═══ Data ═══

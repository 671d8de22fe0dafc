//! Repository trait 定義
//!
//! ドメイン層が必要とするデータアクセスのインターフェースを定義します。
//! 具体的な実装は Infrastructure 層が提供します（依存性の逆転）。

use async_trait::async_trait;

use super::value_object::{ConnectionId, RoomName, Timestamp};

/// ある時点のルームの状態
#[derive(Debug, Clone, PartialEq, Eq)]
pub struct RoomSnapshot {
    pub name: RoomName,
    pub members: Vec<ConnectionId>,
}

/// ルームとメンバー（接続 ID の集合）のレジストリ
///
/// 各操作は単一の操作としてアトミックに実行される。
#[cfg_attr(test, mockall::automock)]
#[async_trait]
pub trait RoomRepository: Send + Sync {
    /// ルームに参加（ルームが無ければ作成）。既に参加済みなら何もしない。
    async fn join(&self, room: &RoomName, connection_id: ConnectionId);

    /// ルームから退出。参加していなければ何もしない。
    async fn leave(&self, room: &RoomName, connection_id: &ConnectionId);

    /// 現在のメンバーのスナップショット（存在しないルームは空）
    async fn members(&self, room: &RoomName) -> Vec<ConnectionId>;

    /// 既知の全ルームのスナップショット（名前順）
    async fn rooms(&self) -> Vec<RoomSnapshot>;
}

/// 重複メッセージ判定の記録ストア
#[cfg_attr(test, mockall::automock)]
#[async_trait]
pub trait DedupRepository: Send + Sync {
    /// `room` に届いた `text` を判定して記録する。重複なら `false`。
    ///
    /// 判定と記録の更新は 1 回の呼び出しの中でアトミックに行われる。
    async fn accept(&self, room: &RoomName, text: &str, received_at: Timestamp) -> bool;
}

═══
═══ Data ═══

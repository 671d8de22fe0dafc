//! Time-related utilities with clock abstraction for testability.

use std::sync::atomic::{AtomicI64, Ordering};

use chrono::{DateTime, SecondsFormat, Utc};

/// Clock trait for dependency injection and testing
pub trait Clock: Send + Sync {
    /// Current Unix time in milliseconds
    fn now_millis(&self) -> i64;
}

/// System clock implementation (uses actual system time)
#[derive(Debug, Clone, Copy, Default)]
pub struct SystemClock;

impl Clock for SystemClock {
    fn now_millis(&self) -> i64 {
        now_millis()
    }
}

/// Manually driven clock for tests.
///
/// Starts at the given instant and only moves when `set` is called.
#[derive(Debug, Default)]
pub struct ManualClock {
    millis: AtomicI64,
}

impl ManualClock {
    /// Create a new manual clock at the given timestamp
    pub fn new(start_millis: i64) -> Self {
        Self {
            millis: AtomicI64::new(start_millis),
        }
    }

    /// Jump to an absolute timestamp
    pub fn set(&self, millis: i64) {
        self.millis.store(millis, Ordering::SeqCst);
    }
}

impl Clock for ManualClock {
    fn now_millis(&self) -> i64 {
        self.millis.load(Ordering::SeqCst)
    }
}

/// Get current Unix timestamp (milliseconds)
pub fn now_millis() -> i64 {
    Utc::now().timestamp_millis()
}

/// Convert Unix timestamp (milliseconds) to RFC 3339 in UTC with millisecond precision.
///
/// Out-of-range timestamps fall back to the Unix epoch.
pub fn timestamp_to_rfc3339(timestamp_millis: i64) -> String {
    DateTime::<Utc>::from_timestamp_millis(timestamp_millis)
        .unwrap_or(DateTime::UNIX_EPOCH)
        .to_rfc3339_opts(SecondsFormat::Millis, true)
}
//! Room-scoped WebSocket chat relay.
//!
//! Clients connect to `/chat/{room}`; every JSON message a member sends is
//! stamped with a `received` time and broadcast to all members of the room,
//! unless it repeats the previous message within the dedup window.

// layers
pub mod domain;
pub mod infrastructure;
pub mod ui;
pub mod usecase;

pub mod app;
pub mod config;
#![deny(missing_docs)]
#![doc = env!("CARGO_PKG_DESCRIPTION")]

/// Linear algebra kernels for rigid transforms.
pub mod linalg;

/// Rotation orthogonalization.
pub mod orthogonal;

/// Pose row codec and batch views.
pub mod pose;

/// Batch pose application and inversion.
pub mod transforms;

═══
═══ Data ═══

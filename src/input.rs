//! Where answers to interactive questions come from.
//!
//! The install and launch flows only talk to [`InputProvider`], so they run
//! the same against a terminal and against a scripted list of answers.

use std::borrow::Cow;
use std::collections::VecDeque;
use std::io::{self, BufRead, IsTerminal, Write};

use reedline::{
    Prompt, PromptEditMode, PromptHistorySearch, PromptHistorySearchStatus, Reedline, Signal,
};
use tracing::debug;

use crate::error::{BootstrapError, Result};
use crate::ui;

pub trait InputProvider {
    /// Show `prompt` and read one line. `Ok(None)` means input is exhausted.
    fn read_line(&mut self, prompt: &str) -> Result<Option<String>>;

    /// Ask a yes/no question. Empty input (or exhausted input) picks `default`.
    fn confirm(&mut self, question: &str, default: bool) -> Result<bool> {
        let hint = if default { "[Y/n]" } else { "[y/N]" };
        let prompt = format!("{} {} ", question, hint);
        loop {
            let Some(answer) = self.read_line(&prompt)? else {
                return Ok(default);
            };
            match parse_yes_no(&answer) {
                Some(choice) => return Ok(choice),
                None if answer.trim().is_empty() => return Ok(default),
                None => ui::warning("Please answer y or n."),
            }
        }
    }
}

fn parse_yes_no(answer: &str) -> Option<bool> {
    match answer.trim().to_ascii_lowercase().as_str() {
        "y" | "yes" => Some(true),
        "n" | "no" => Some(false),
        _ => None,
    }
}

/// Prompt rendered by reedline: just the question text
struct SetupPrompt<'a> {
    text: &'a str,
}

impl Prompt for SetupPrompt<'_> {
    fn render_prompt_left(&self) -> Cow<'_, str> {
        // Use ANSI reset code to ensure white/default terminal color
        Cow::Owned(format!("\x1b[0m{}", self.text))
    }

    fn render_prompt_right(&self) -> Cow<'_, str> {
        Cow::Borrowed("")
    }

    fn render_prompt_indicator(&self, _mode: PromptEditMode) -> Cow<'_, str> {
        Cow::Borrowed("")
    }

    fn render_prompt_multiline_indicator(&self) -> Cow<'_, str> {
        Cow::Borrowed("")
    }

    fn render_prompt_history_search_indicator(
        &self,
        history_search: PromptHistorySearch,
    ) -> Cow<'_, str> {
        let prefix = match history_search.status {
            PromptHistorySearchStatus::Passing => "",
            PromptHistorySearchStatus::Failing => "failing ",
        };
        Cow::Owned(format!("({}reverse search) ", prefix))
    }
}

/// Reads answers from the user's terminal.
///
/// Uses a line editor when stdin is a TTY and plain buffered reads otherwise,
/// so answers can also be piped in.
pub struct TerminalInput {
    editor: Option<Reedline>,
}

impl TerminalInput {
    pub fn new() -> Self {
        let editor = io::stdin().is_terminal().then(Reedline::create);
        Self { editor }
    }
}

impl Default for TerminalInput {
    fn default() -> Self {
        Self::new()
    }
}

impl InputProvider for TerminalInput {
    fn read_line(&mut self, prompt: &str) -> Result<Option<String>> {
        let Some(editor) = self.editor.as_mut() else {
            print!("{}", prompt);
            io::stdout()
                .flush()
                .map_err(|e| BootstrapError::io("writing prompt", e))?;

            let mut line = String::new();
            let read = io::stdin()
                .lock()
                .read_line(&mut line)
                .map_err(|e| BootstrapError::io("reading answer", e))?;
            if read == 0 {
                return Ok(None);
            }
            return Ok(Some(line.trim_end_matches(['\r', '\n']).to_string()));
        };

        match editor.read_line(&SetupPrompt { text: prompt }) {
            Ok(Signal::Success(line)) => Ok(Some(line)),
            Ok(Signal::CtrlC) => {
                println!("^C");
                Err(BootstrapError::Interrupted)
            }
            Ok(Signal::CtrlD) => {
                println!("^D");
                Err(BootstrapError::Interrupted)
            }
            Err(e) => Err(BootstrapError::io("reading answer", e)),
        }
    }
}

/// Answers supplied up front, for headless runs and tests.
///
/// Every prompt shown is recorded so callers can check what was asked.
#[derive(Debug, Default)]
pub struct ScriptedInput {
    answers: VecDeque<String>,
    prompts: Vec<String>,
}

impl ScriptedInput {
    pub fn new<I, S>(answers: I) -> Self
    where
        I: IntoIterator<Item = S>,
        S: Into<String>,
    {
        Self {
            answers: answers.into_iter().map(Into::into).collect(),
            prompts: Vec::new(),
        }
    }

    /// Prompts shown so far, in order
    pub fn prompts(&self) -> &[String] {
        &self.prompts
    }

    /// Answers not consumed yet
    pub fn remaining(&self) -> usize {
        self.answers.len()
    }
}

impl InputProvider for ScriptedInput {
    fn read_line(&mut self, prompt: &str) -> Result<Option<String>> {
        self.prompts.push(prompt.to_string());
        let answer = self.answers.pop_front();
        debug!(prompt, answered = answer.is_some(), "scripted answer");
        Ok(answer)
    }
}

═══

## What to work on
Please give the number of lines in the data above that contain the word "editor", with nothing else.

## Solution to this problem
6